Fortunately, he'd made sure the little apartment that he shared with a couple of friends was close to her parents' house. Whenever her parents were out--which was often, as they were both heavily involved in the local music scene--she'd stuff her bed with blankets to look like a body before she went down the fire escape out back, just in case they came home early and checked on her.
Andrew was always waiting there for her. It was a safe neighborhood, just mothers with strollers and kids playing ball, businessmen coming home late from work. She would have been fine walking the four blocks to his apartment, but he said he'd never forgive himself if something happened to her. If she got hurt coming to him.
They'd go get coffee sometimes and talk for hours, or comb through used-book stores for old books people had written about sailing, but they'd always end up back at his tiny bedroom, lying together on his small bed. He'd strip her down to her bra and panties and tell her how much loved her. How he couldn't wait for her to turn eighteen so that he could take the promise ring he'd giv
en her, the one she kept buried in her sock drawer, and put it on her finger. How much he wanted to make love to her, to do more than just kiss and stroke her. Sometimes when things got too close, when she wanted to go there with him more than she wanted to breathe, they'd barely pull apart in time. They'd sit on opposite sides of his bed, looking at the nautical maps pinned to his wall and plan their trip around the world until they'd caught their breath.

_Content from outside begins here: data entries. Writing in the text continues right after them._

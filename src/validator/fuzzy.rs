//! Fuzzy name matching for repair suggestions

/// Minimum normalized similarity for a candidate to be considered
pub const MIN_SIMILARITY: f64 = 0.6;

/// How many candidates a match request keeps
pub const MAX_CANDIDATES: usize = 3;

/// Normalized similarity between two names: 1.0 for equal strings, 0.0
/// for entirely different ones. Case-insensitive.
pub fn similarity(a: &str, b: &str) -> f64 {
    let a = a.to_lowercase();
    let b = b.to_lowercase();
    let longest = a.chars().count().max(b.chars().count());
    if longest == 0 {
        return 1.0;
    }
    1.0 - (levenshtein_distance(&a, &b) as f64) / (longest as f64)
}

/// The best candidates for a target name: similarity >= `MIN_SIMILARITY`,
/// at most `MAX_CANDIDATES`, best first
pub fn best_matches<'a, I>(target: &str, candidates: I) -> Vec<(&'a str, f64)>
where
    I: IntoIterator<Item = &'a str>,
{
    let mut scored: Vec<(&str, f64)> = candidates
        .into_iter()
        .map(|c| (c, similarity(target, c)))
        .filter(|(_, score)| *score >= MIN_SIMILARITY)
        .collect();
    scored.sort_by(|a, b| b.1.partial_cmp(&a.1).unwrap_or(std::cmp::Ordering::Equal));
    scored.truncate(MAX_CANDIDATES);
    scored
}

/// Simple Levenshtein distance implementation
fn levenshtein_distance(a: &str, b: &str) -> usize {
    let a_chars: Vec<char> = a.chars().collect();
    let b_chars: Vec<char> = b.chars().collect();
    let m = a_chars.len();
    let n = b_chars.len();

    if m == 0 {
        return n;
    }
    if n == 0 {
        return m;
    }

    let mut dp = vec![vec![0; n + 1]; m + 1];

    for (i, row) in dp.iter_mut().enumerate().take(m + 1) {
        row[0] = i;
    }
    for (j, val) in dp[0].iter_mut().enumerate() {
        *val = j;
    }

    for i in 1..=m {
        for j in 1..=n {
            let cost = if a_chars[i - 1] == b_chars[j - 1] { 0 } else { 1 };
            dp[i][j] = (dp[i - 1][j] + 1)
                .min(dp[i][j - 1] + 1)
                .min(dp[i - 1][j - 1] + cost);
        }
    }

    dp[m][n]
}
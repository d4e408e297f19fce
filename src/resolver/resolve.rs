//! Field resolution against the catalog

use crate::catalog::Catalog;

/// The outcome of resolving a field name
///
/// `Unresolved` is an explicit outcome, not an error: callers decide
/// whether to degrade (the clause builder emits the bare name) or abort.
#[derive(Debug, Clone, PartialEq, Eq)]
pub enum Resolution<'a> {
    Resolved {
        /// The canonical field name, after alias resolution
        field: &'a str,
        /// The owning table
        table: &'a str,
    },
    Unresolved,
}

impl<'a> Resolution<'a> {
    /// The `table.field` reference, if resolved
    pub fn qualified(&self) -> Option<String> {
        match self {
            Resolution::Resolved { field, table } => Some(format!("{}.{}", table, field)),
            Resolution::Unresolved => None,
        }
    }

    pub fn is_resolved(&self) -> bool {
        matches!(self, Resolution::Resolved { .. })
    }
}

/// Resolve a field name to its canonical form and owning table
///
/// Case-insensitive. Alias lookup precedes ownership lookup, and alias
/// resolution is a single hop: the alias target is expected to be a
/// canonical field, never another alias. Pure function of the catalog.
pub fn resolve_field<'a>(catalog: &'a Catalog, name: &str) -> Resolution<'a> {
    let trimmed = name.trim();
    if trimmed.is_empty() {
        return Resolution::Unresolved;
    }

    // Alias first, then ownership
    let canonical = catalog.canonical_field(trimmed).unwrap_or(trimmed);

    match catalog.owner_entry(canonical) {
        Some((field, table)) => Resolution::Resolved { field, table },
        None => Resolution::Unresolved,
    }
}

#[cfg(test)]
mod tests {
    use super::*;

    fn load_test_catalog() -> Catalog {
        Catalog::from_file("test_data/clinic.yaml").unwrap()
    }

    #[test]
    fn test_resolve_canonical_field() {
        let catalog = load_test_catalog();
        let res = resolve_field(&catalog, "weight");
        assert_eq!(res, Resolution::Resolved { field: "weight", table: "vitals" });
        assert_eq!(res.qualified().as_deref(), Some("vitals.weight"));
    }

    #[test]
    fn test_resolve_via_alias() {
        let catalog = load_test_catalog();
        assert_eq!(
            resolve_field(&catalog, "sex"),
            Resolution::Resolved { field: "gender", table: "patients" }
        );
        assert_eq!(
            resolve_field(&catalog, "status"),
            Resolution::Resolved { field: "active", table: "patients" }
        );
    }

    #[test]
    fn test_resolve_case_insensitive() {
        let catalog = load_test_catalog();
        assert_eq!(
            resolve_field(&catalog, "BMI"),
            Resolution::Resolved { field: "bmi", table: "vitals" }
        );
        assert_eq!(
            resolve_field(&catalog, "Sex"),
            Resolution::Resolved { field: "gender", table: "patients" }
        );
    }

    #[test]
    fn test_resolve_unknown_field() {
        let catalog = load_test_catalog();
        assert_eq!(resolve_field(&catalog, "cholesterol"), Resolution::Unresolved);
        assert_eq!(resolve_field(&catalog, ""), Resolution::Unresolved);
        assert_eq!(resolve_field(&catalog, "  "), Resolution::Unresolved);
    }
}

For all the rules she was breaking every time she snuck out to him, Isabel had heard of several girls in her high school who'd had abortions, and had never wanted to be in that horrible position.

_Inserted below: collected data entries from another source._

#![forbid(unsafe_code)]

//! Reactive values.
//!
//! [`Observable`] is the explicit publish/subscribe primitive the timing
//! wrappers consume and produce: a shared value with `get`, `set`, and
//! `subscribe`, where dropping the returned [`Subscription`] unsubscribes.

pub mod observable;

pub use observable::{Observable, Subscription};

But lately when she pulled away, she'd seen something in Andrew's eyes, a waning of patience. She couldn't blame him, not when they were the same eyes that stared at her in the mirror when she got home from his house.
Aching.
Wanting.
A thousand times, she'd imagined what it would feel like. The long, hard slide of him inside her. Filling her with his heat. With everything he was.
It made her hot all over just thinking about it. Soon, she decided.

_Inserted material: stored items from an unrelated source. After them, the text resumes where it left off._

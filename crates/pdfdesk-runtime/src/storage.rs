#![forbid(unsafe_code)]

//! Persistent key-value storage for settings caches.
//!
//! A [`StorageBackend`] maps string keys to JSON-encoded string values, the
//! same shape as browser local/session storage. Two backends ship here:
//!
//! - [`MemoryStorage`]: lives as long as the process (session-style).
//! - [`FileStorage`]: a single JSON object file on disk (local-style).
//!
//! [`StoredValue`] layers an [`Observable`] on top: it starts from the
//! stored value (or a default) and writes every change back.
//!
//! # Failure Modes
//!
//! - **Corrupt entry**: a stored value that does not decode as `T` is
//!   ignored with a warning and the default is used instead.
//! - **Write failure**: the in-memory value still changes; the error is
//!   logged and kept for [`StoredValue::take_error`].

use std::cell::RefCell;
use std::collections::BTreeMap;
use std::fmt;
use std::fs;
use std::io;
use std::path::{Path, PathBuf};
use std::rc::Rc;

use serde::Serialize;
use serde::de::DeserializeOwned;
use thiserror::Error;
use tracing::{debug, warn};

use crate::reactive::{Observable, Subscription};

/// Errors from a storage backend.
#[derive(Debug, Error)]
pub enum StorageError {
    #[error("storage I/O failed for {path}: {source}")]
    Io {
        path: PathBuf,
        #[source]
        source: io::Error,
    },

    #[error("storage JSON error: {0}")]
    Json(#[from] serde_json::Error),
}

pub type StorageResult<T> = Result<T, StorageError>;

/// String-keyed, string-valued storage.
///
/// Methods take `&self`; backends use interior mutability so one backend can
/// be shared (`Rc<dyn StorageBackend>`) by many stored values.
pub trait StorageBackend {
    fn get(&self, key: &str) -> StorageResult<Option<String>>;
    fn set(&self, key: &str, value: &str) -> StorageResult<()>;
    /// Returns whether the key existed.
    fn remove(&self, key: &str) -> StorageResult<bool>;
    /// All keys, sorted.
    fn keys(&self) -> StorageResult<Vec<String>>;
    fn clear(&self) -> StorageResult<()>;
}

// ============================================================================
// MemoryStorage
// ============================================================================

/// In-process storage, dropped with the process.
#[derive(Debug, Default)]
pub struct MemoryStorage {
    entries: RefCell<BTreeMap<String, String>>,
}

impl MemoryStorage {
    #[must_use]
    pub fn new() -> Self {
        Self::default()
    }

    #[must_use]
    pub fn len(&self) -> usize {
        self.entries.borrow().len()
    }

    #[must_use]
    pub fn is_empty(&self) -> bool {
        self.entries.borrow().is_empty()
    }
}

impl StorageBackend for MemoryStorage {
    fn get(&self, key: &str) -> StorageResult<Option<String>> {
        Ok(self.entries.borrow().get(key).cloned())
    }

    fn set(&self, key: &str, value: &str) -> StorageResult<()> {
        self.entries
            .borrow_mut()
            .insert(key.to_owned(), value.to_owned());
        Ok(())
    }

    fn remove(&self, key: &str) -> StorageResult<bool> {
        Ok(self.entries.borrow_mut().remove(key).is_some())
    }

    fn keys(&self) -> StorageResult<Vec<String>> {
        Ok(self.entries.borrow().keys().cloned().collect())
    }

    fn clear(&self) -> StorageResult<()> {
        self.entries.borrow_mut().clear();
        Ok(())
    }
}

// ============================================================================
// FileStorage
// ============================================================================

/// Storage persisted as one JSON object (`{"key": "value", ...}`).
///
/// The whole file is read on [`open`](Self::open) and rewritten on every
/// mutation. Each write goes to a sibling `.tmp` file that is then renamed
/// over the original, so a crash mid-write leaves the previous contents.
/// A mutation whose write fails is rolled back in memory as well.
#[derive(Debug)]
pub struct FileStorage {
    path: PathBuf,
    entries: RefCell<BTreeMap<String, String>>,
}

impl FileStorage {
    /// Open (or lazily create) the storage file at `path`. A missing file
    /// is an empty store; the file is written on the first mutation.
    pub fn open(path: impl Into<PathBuf>) -> StorageResult<Self> {
        let path = path.into();
        let entries: BTreeMap<String, String> = match fs::read_to_string(&path) {
            Ok(contents) if contents.trim().is_empty() => BTreeMap::new(),
            Ok(contents) => serde_json::from_str(&contents)?,
            Err(err) if err.kind() == io::ErrorKind::NotFound => BTreeMap::new(),
            Err(source) => return Err(StorageError::Io { path, source }),
        };
        debug!(path = %path.display(), entries = entries.len(), "file storage opened");
        Ok(Self {
            path,
            entries: RefCell::new(entries),
        })
    }

    #[must_use]
    pub fn path(&self) -> &Path {
        &self.path
    }

    fn persist(&self) -> StorageResult<()> {
        let json = serde_json::to_string_pretty(&*self.entries.borrow())?;
        let tmp = tmp_path(&self.path);
        let io_err = |source| StorageError::Io {
            path: self.path.clone(),
            source,
        };
        if let Some(parent) = self.path.parent().filter(|p| !p.as_os_str().is_empty()) {
            fs::create_dir_all(parent).map_err(io_err)?;
        }
        fs::write(&tmp, json).map_err(io_err)?;
        if let Err(source) = fs::rename(&tmp, &self.path) {
            let _ = fs::remove_file(&tmp);
            return Err(io_err(source));
        }
        Ok(())
    }

    /// Undo an in-memory change whose write failed, so memory keeps matching
    /// the file.
    fn restore(&self, key: &str, previous: Option<String>) {
        let mut entries = self.entries.borrow_mut();
        match previous {
            Some(value) => {
                entries.insert(key.to_owned(), value);
            }
            None => {
                entries.remove(key);
            }
        }
    }
}

fn tmp_path(path: &Path) -> PathBuf {
    let mut name = path.file_name().unwrap_or_default().to_os_string();
    name.push(".tmp");
    path.with_file_name(name)
}

impl StorageBackend for FileStorage {
    fn get(&self, key: &str) -> StorageResult<Option<String>> {
        Ok(self.entries.borrow().get(key).cloned())
    }

    fn set(&self, key: &str, value: &str) -> StorageResult<()> {
        let previous = self
            .entries
            .borrow_mut()
            .insert(key.to_owned(), value.to_owned());
        if let Err(err) = self.persist() {
            self.restore(key, previous);
            return Err(err);
        }
        Ok(())
    }

    fn remove(&self, key: &str) -> StorageResult<bool> {
        let Some(previous) = self.entries.borrow_mut().remove(key) else {
            return Ok(false);
        };
        if let Err(err) = self.persist() {
            self.restore(key, Some(previous));
            return Err(err);
        }
        Ok(true)
    }

    fn keys(&self) -> StorageResult<Vec<String>> {
        Ok(self.entries.borrow().keys().cloned().collect())
    }

    fn clear(&self) -> StorageResult<()> {
        let previous = std::mem::take(&mut *self.entries.borrow_mut());
        if let Err(err) = self.persist() {
            *self.entries.borrow_mut() = previous;
            return Err(err);
        }
        Ok(())
    }
}

// ============================================================================
// StoredValue
// ============================================================================

/// An observable value mirrored into a storage backend under one key.
///
/// Values that serialize to JSON `null` (such as `None`) remove the key.
pub struct StoredValue<T> {
    key: Rc<str>,
    value: Observable<T>,
    last_error: Rc<RefCell<Option<StorageError>>>,
    _writer: Subscription,
}

impl<T> StoredValue<T>
where
    T: Serialize + DeserializeOwned + Clone + PartialEq + 'static,
{
    pub fn new(backend: Rc<dyn StorageBackend>, key: impl Into<String>, default: T) -> Self {
        let key: Rc<str> = key.into().into();
        let initial = read_initial(backend.as_ref(), &key).unwrap_or(default);
        let value = Observable::new(initial);
        let last_error = Rc::new(RefCell::new(None));

        let writer = {
            let key = Rc::clone(&key);
            let last_error = Rc::clone(&last_error);
            value.subscribe(move |current: &T| {
                if let Err(err) = write_back(backend.as_ref(), &key, current) {
                    warn!(key = %key, error = %err, "failed to persist stored value");
                    *last_error.borrow_mut() = Some(err);
                }
            })
        };

        Self {
            key,
            value,
            last_error,
            _writer: writer,
        }
    }

    #[must_use]
    pub fn get(&self) -> T {
        self.value.get()
    }

    /// Change the value; it is written back if it differs.
    pub fn set(&self, value: T) {
        self.value.set(value);
    }

    pub fn update(&self, f: impl FnOnce(&mut T)) {
        self.value.update(f);
    }

    #[must_use]
    pub fn observable(&self) -> &Observable<T> {
        &self.value
    }

    #[must_use]
    pub fn key(&self) -> &str {
        &self.key
    }

    /// The most recent write error, cleared by this call.
    pub fn take_error(&self) -> Option<StorageError> {
        self.last_error.borrow_mut().take()
    }
}

impl<T: fmt::Debug> fmt::Debug for StoredValue<T> {
    fn fmt(&self, f: &mut fmt::Formatter<'_>) -> fmt::Result {
        f.debug_struct("StoredValue")
            .field("key", &self.key)
            .field("value", &self.value)
            .finish_non_exhaustive()
    }
}

fn read_initial<T: DeserializeOwned>(backend: &dyn StorageBackend, key: &str) -> Option<T> {
    let raw = match backend.get(key) {
        Ok(raw) => raw?,
        Err(err) => {
            warn!(key, error = %err, "failed to read stored value; using default");
            return None;
        }
    };
    match serde_json::from_str(&raw) {
        Ok(value) => Some(value),
        Err(err) => {
            warn!(key, error = %err, "stored value does not decode; using default");
            None
        }
    }
}

fn write_back<T: Serialize>(backend: &dyn StorageBackend, key: &str, value: &T) -> StorageResult<()> {
    let json = serde_json::to_value(value)?;
    if json.is_null() {
        backend.remove(key)?;
    } else {
        backend.set(key, &json.to_string())?;
    }
    Ok(())
}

Before both of them went crazy.
But she didn't want to be rushed, to have to hurry back into her clothes afterward to get home. She longed to fall asleep in his arms, to spend an entire night with him, to wake up with him in the morning and see the sunlight play across his face. So when her parents told her they'd been invited to play an out-of-town concert, and did she want to come, she made up an excuse about too much homework, needing to get ready for her exams.
She couldn't wait to tell Andrew her plans, to share the delicious anticipation with him. They hadn't planned to see each other that night, but after telling her parents she was going out to meet a girlfriend, she headed for his apartment.
She had to knock hard a couple of times to be heard over the loud music. She'd always thought his roommates were a little strange, but she spent so little time with them it really didn't matter.
James opened the door, his eyes bloodshot, his breath smelling like cheap wine. "Hey baby," he said to her, striking her, as he always did, as slightly lecherous. "Bring any of your hot schoolgirl friends with you?"
"No," she said curtly, looking around the room for Andrew. But he wasn't there. Heading through a haze of smoke, past a couple making out on the ratty couch, another against the kitchen counter, she went into the dark hall.